Mutations et nouvelles attentes des directions juridiques
De gauche à doite, Maîtres Fabrice Epstein, Benjamin Chouai, Adrien Perrot, organisateur, Maître Kami Haeri et Béatrice Œuvrard, juriste senior chez Microsoft France.
Béatrice Œuvrard est juriste senior à la direction juridique de Microsoft France. Surprenant pour une multinationale, la direction est composée de cinq juristes pour un total de 1 600 salariés. « Nous sommes dans une logique de baisse des coûts, cela influe sur notre relation avec les cabinets d’avocats avec lesquels nous travaillons. » Elle souhaite, en finir avec « les mémos de 20 pages qui retracent toute la jurisprudence ». « Nous attendons des avocats plus de pragmatisme et de concision. J’ai 700 mails de retard aujourd’hui, le temps nous manque. » La jusriste est consciente du travail difficile de concision pour un avocat. Quant au statut d’avocat en entreprise, dont le barreau ne voulait pas entendre parler, Béatrice Œuvrard a tenu à rassurer les avocats. « Si nous réclamons ce statut, ce n’est en aucun cas pour venir exercer à votre place. Une des principales raisons, c’est la mobilité. » Grâce à ce statut, elle serait en mesure de travailler plus facilement à l’international.
Quelles évolutions pour les modèles à l’étranger ?
De gauche à droite, Terry Mascherin et Robert Glaves, du barreau de Chicago, Karin Galldin, Canadian Bar Association, Patrick Henry du barreau de Liège, en Belgique et Maître Stéphanie Smatt, animatrice de la conférence annuelle de l'incubateur du barreau de Paris.
Aux États-Unis, les honoraires d’avocats sont très élevés, et même lorsqu’une personne travaille et gagne correctement sa vie, elle hésite souvent à s’engager dans un processus judiciaire qui pourrait lui coûter plusieurs dizaines de milliers de dollars.
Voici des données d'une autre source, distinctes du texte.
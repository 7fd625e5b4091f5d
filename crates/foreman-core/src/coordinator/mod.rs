//! Coordinator - スケジューリングと blocker 解決の中心
//!
//! Design:
//! - 1 プロジェクトにつき 1 つ。グローバル状態は持たず、依存はすべて `CoordinatorParts` で渡す。
//! - ロックは 3 つ（task graph / pool / blocker store）で、取得順は常に graph -> pool -> blockers。
//!   ワーカーの実行中はどのロックも保持しない。
//! - ワーカーは tokio タスクとして実行し、結果は `apply_outcome` で反映する。
//! - SYNC blocker で止まったワーカーは `SuspendedTask` として明示的に記録し、
//!   解決時に同じスロットで回答付きコンテキストを渡して再実行する。
//!
//! サブモジュール:
//! - `scheduling`: run_cycle / apply_outcome / 失敗時の判断
//! - `resolution`: blocker の作成・解決・期限切れ・poll fallback

mod resolution;
mod scheduling;

use std::collections::{BTreeMap, HashMap};
use std::sync::Arc;
use std::sync::atomic::{AtomicUsize, Ordering};

use async_trait::async_trait;
use chrono::{DateTime, Utc};
use serde::{Deserialize, Serialize};
use tokio::sync::{Mutex, Notify, watch};
use tracing::{debug, info};

use crate::blocker::{BlockerService, BlockerView};
use crate::config::ForemanConfig;
use crate::domain::{
    Blocker, BlockerId, Decider, DecisionRecord, DefaultDecider, DomainEvent, ForemanError, ProjectId, Role,
    Task, TaskId, WorkerId, WorkerSlot,
};
use crate::graph::{Plan, TaskCounts, TaskGraph};
use crate::pool::{FactoryRegistry, PoolOccupancy, WorkerPool};
use crate::ports::{BlockerStore, Clock, EventSink, IdGenerator, Snapshot, SnapshotSource, WorkContext};

pub use scheduling::CycleReport;

/// A worker parked on a SYNC blocker, keeping its slot until the answer arrives.
#[derive(Debug, Clone, PartialEq, Eq, Serialize, Deserialize)]
pub struct SuspendedTask {
    pub task_id: TaskId,
    pub blocker_id: BlockerId,
    pub worker_id: WorkerId,
    pub context: WorkContext,
    pub suspended_at: DateTime<Utc>,
}

/// A worker suspended on a SYNC blocker while its execution was still
/// running. Its eventual return is the checkpoint; this says what happens then.
#[derive(Debug, Clone)]
enum AfterCheckpoint {
    /// Still unanswered: keep the slot blocked.
    Hold,
    /// Answered before the worker returned: re-enter with the answer.
    Resume(SuspendedTask),
    /// Expired or abandoned: free the slot.
    Release,
}
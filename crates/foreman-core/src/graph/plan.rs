//! Plan: a task list keyed by caller-chosen names, turned into graph tasks.

use std::collections::BTreeMap;

use chrono::{DateTime, Utc};
use serde::{Deserialize, Serialize};

use crate::domain::{GraphError, Role, Task, TaskId};
use crate::ports::IdGenerator;

#[derive(Debug, Clone, PartialEq, Eq, Serialize, Deserialize)]
pub struct PlanEntry {
    pub key: String,
    pub title: String,
    pub role: Role,
    #[serde(default)]
    pub depends_on: Vec<String>,
}

#[derive(Debug, Clone, Default, PartialEq, Eq, Serialize, Deserialize)]
pub struct Plan {
    pub tasks: Vec<PlanEntry>,
}

impl Plan {
    /// Allocate ids and resolve key references. Keys may refer forward.
    pub fn build(
        &self,
        ids: &dyn IdGenerator,
        now: DateTime<Utc>,
    ) -> Result<(Vec<Task>, BTreeMap<String, TaskId>), GraphError> {
        let mut keys: BTreeMap<String, TaskId> = BTreeMap::new();
        for entry in &self.tasks {
            if keys.insert(entry.key.clone(), ids.generate_task_id()).is_some() {
                return Err(GraphError::DuplicateKey(entry.key.clone()));
            }
        }

        let mut tasks = Vec::with_capacity(self.tasks.len());
        for entry in &self.tasks {
            let mut deps = Vec::with_capacity(entry.depends_on.len());
            for dep in &entry.depends_on {
                let id = keys.get(dep).copied().ok_or_else(|| GraphError::UnknownKey {
                    key: entry.key.clone(),
                    missing: dep.clone(),
                })?;
                deps.push(id);
            }
            let id = keys[&entry.key];
            tasks.push(Task::new(id, entry.title.clone(), entry.role, deps, now));
        }
        Ok((tasks, keys))
    }
}
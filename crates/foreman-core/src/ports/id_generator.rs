//! IdGenerator port - ID 生成の抽象化
//!
//! # 実装
//! - **UlidGenerator**: ULID ベース（本番用）
//! - **SequentialIdGenerator**: 1, 2, 3... の決定的な ID（テスト・デモ用）

use std::sync::atomic::{AtomicU64, Ordering};

use ulid::Ulid;

use crate::domain::ids::{BlockerId, Id, IdMarker, ProjectId, TaskId, WorkerId};
use crate::ports::Clock;

/// IdGenerator はエンティティ ID を生成
///
/// # Thread Safety
/// - `Send + Sync` を要求（Coordinator / Pool / BlockerService で共有する）
pub trait IdGenerator: Send + Sync {
    fn generate_task_id(&self) -> TaskId;
    fn generate_worker_id(&self) -> WorkerId;
    fn generate_blocker_id(&self) -> BlockerId;
    fn generate_project_id(&self) -> ProjectId;
}

/// UlidGenerator は Clock の現在時刻をタイムスタンプ部に使う ULID 生成器
pub struct UlidGenerator<C> {
    clock: C,
}

impl<C: Clock> UlidGenerator<C> {
    pub fn new(clock: C) -> Self {
        Self { clock }
    }

    fn next<T: IdMarker>(&self) -> Id<T> {
        let timestamp_ms = self.clock.now().timestamp_millis().max(0) as u64;
        Id::from_ulid(Ulid::from_parts(timestamp_ms, rand::random()))
    }
}

impl<C: Clock> IdGenerator for UlidGenerator<C> {
    fn generate_task_id(&self) -> TaskId {
        self.next()
    }

    fn generate_worker_id(&self) -> WorkerId {
        self.next()
    }

    fn generate_blocker_id(&self) -> BlockerId {
        self.next()
    }

    fn generate_project_id(&self) -> ProjectId {
        self.next()
    }
}

/// 単調増加カウンタによる ID（全種類で共通のカウンタ）
///
/// 生成順 = ソート順になるので、ready_tasks() の順序などをテストで固定できる。
#[derive(Debug, Default)]
pub struct SequentialIdGenerator {
    next: AtomicU64,
}

impl SequentialIdGenerator {
    pub fn new() -> Self {
        Self::default()
    }

    fn next<T: IdMarker>(&self) -> Id<T> {
        let n = self.next.fetch_add(1, Ordering::SeqCst) + 1;
        Id::from_raw(n as u128)
    }
}

impl IdGenerator for SequentialIdGenerator {
    fn generate_task_id(&self) -> TaskId {
        self.next()
    }

    fn generate_worker_id(&self) -> WorkerId {
        self.next()
    }

    fn generate_blocker_id(&self) -> BlockerId {
        self.next()
    }

    fn generate_project_id(&self) -> ProjectId {
        self.next()
    }
}

#[cfg(test)]
mod tests {
    use super::*;
    use crate::ports::{FixedClock, SystemClock};
    use chrono::{TimeZone, Utc};

    #[test]
    fn ulid_generator_generates_unique_ids() {
        let id_gen = UlidGenerator::new(SystemClock);

        let id1 = id_gen.generate_task_id();
        let id2 = id_gen.generate_task_id();
        assert_ne!(id1, id2);
    }

    #[test]
    fn ulid_generator_uses_clock_timestamp() {
        let fixed_time = Utc.with_ymd_and_hms(2024, 1, 1, 12, 0, 0).unwrap();
        let id_gen = UlidGenerator::new(FixedClock::new(fixed_time));

        let id = id_gen.generate_blocker_id();
        let timestamp = (id.as_ulid().0 >> 80) as u64;
        assert_eq!(timestamp, fixed_time.timestamp_millis() as u64);
    }

    #[test]
    fn sequential_ids_sort_in_generation_order() {
        let id_gen = SequentialIdGenerator::new();
        let a = id_gen.generate_task_id();
        let _w = id_gen.generate_worker_id();
        let b = id_gen.generate_task_id();
        assert!(a < b);
        assert_eq!(a, TaskId::from_raw(1));
        assert_eq!(b, TaskId::from_raw(3));
    }
}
La Chicago Fondation a « envisagé ce problème comme une opportunité. » La Chicago Bar Fondation a innové en proposant une structure où les jeunes diplômés en quête d’expérience peuvent apporter leur aide aux personnes dont les moyens ne leur permettent pas de passer par un cabinet classique. Il s’agit d’un incubateur où la fondation intègre les avocats débutants dans le cadre d’un programme durant lequel ils apprennent à gérer un cabinet. Ils doivent aussi travailler en pro bono. Aux États-Unis, les legal start-up remportent un succès phénoménal, dans un pays ou l’aide juridictionnelle est beaucoup moins développée qu’en France. D’ailleurs, les avocats américains comprennent le phénomène : « Ils proposent des services simples avec des prix bas fixes et leurs sites internet sont bien mieux faits que n’importe quel site de cabinet d’avocats. » Robert Glaves encourage les cabinets classiques à se lancer dans l’aventure mais les obstacles sont nombreux. En premier lieu, le nombre de textes de loi. « Il y a 50 États et changer les lois dans chacun d’entre eux va prendre un temps considérable. Une activité comme celle-ci peut être légale dans votre État et illégal chez votre voisin. » En tout cas, au pays de l’innovation, on y perçoit une opportunité plutôt qu’une menace.